**REQUIRED ACTION:**
Scan the material for the word "assert", and copy each line where it shows up.
+++
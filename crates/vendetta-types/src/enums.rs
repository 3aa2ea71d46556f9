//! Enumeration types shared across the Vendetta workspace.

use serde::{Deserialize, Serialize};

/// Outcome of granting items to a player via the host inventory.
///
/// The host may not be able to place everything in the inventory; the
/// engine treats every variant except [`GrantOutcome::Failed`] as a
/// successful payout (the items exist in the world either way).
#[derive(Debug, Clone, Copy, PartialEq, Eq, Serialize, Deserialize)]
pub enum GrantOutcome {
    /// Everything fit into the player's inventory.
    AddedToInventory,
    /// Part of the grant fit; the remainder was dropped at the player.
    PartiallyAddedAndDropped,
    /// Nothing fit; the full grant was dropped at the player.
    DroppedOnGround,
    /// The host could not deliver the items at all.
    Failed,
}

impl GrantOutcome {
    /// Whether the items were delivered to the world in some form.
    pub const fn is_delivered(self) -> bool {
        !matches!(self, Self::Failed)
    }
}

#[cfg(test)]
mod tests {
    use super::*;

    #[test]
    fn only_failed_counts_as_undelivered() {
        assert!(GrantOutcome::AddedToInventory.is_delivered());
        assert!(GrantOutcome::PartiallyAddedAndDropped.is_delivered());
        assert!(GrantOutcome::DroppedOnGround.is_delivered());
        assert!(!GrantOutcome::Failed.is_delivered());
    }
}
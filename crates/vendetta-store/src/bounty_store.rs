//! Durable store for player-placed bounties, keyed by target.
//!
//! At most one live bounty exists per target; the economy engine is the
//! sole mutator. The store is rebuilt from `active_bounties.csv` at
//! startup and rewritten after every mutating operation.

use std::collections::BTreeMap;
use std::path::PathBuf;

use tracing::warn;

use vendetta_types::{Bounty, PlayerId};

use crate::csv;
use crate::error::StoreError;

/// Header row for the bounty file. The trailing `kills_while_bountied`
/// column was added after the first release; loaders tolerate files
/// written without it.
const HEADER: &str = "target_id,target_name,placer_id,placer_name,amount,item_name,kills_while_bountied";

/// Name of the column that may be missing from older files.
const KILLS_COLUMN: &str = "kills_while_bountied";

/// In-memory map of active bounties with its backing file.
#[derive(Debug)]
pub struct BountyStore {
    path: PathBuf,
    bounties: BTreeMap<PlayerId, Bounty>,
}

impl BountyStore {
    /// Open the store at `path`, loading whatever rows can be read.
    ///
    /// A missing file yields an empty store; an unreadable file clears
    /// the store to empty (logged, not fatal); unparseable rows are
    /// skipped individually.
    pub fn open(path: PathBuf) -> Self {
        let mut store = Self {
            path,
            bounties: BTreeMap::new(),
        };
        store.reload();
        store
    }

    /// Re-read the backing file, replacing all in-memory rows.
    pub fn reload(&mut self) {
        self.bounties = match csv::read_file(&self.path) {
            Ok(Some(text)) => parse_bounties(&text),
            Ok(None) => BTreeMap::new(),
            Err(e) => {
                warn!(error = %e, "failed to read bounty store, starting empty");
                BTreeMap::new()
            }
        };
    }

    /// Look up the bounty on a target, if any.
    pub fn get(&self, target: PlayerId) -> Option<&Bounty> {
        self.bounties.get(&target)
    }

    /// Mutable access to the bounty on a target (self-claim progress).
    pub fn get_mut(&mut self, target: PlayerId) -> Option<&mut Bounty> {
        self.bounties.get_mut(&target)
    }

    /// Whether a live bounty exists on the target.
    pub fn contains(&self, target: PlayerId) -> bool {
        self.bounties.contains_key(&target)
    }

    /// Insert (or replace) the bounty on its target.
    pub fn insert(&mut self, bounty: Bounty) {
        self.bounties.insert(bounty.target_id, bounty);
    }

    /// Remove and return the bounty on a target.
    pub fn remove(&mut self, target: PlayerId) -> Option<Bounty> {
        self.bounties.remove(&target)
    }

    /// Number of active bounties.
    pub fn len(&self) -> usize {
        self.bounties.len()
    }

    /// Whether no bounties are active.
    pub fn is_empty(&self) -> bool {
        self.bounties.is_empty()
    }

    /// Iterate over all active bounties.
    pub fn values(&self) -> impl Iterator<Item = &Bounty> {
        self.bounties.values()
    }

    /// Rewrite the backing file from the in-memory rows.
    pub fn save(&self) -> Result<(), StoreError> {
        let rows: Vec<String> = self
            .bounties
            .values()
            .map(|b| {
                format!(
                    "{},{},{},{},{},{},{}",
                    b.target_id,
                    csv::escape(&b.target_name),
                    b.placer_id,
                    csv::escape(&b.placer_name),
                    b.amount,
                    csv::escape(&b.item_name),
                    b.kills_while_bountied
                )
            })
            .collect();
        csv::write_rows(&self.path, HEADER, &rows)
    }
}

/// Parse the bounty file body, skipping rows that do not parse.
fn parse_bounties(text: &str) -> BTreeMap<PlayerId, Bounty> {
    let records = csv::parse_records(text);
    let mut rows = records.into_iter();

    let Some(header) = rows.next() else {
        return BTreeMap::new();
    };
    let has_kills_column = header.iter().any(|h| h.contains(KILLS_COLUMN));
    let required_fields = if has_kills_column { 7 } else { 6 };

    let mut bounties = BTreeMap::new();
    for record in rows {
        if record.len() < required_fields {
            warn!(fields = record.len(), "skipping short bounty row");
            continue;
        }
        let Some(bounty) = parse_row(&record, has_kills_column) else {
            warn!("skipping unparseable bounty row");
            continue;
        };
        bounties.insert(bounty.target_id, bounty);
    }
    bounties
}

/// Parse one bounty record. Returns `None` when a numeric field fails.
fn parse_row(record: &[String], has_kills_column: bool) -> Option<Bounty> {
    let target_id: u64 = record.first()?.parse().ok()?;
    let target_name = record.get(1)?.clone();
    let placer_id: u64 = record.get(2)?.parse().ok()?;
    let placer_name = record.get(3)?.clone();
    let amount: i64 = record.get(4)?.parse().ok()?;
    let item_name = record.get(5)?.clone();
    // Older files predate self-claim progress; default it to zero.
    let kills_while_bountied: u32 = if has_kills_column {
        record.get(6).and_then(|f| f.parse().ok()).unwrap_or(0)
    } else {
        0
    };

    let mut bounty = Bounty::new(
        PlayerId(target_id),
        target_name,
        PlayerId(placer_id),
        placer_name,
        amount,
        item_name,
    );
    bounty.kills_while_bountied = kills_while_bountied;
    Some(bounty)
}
+++
**RESULT BELOW:**
        assert!(GrantOutcome::AddedToInventory.is_delivered());
        assert!(GrantOutcome::PartiallyAddedAndDropped.is_delivered());
        assert!(GrantOutcome::DroppedOnGround.is_delivered());
        assert!(!GrantOutcome::Failed.is_delivered());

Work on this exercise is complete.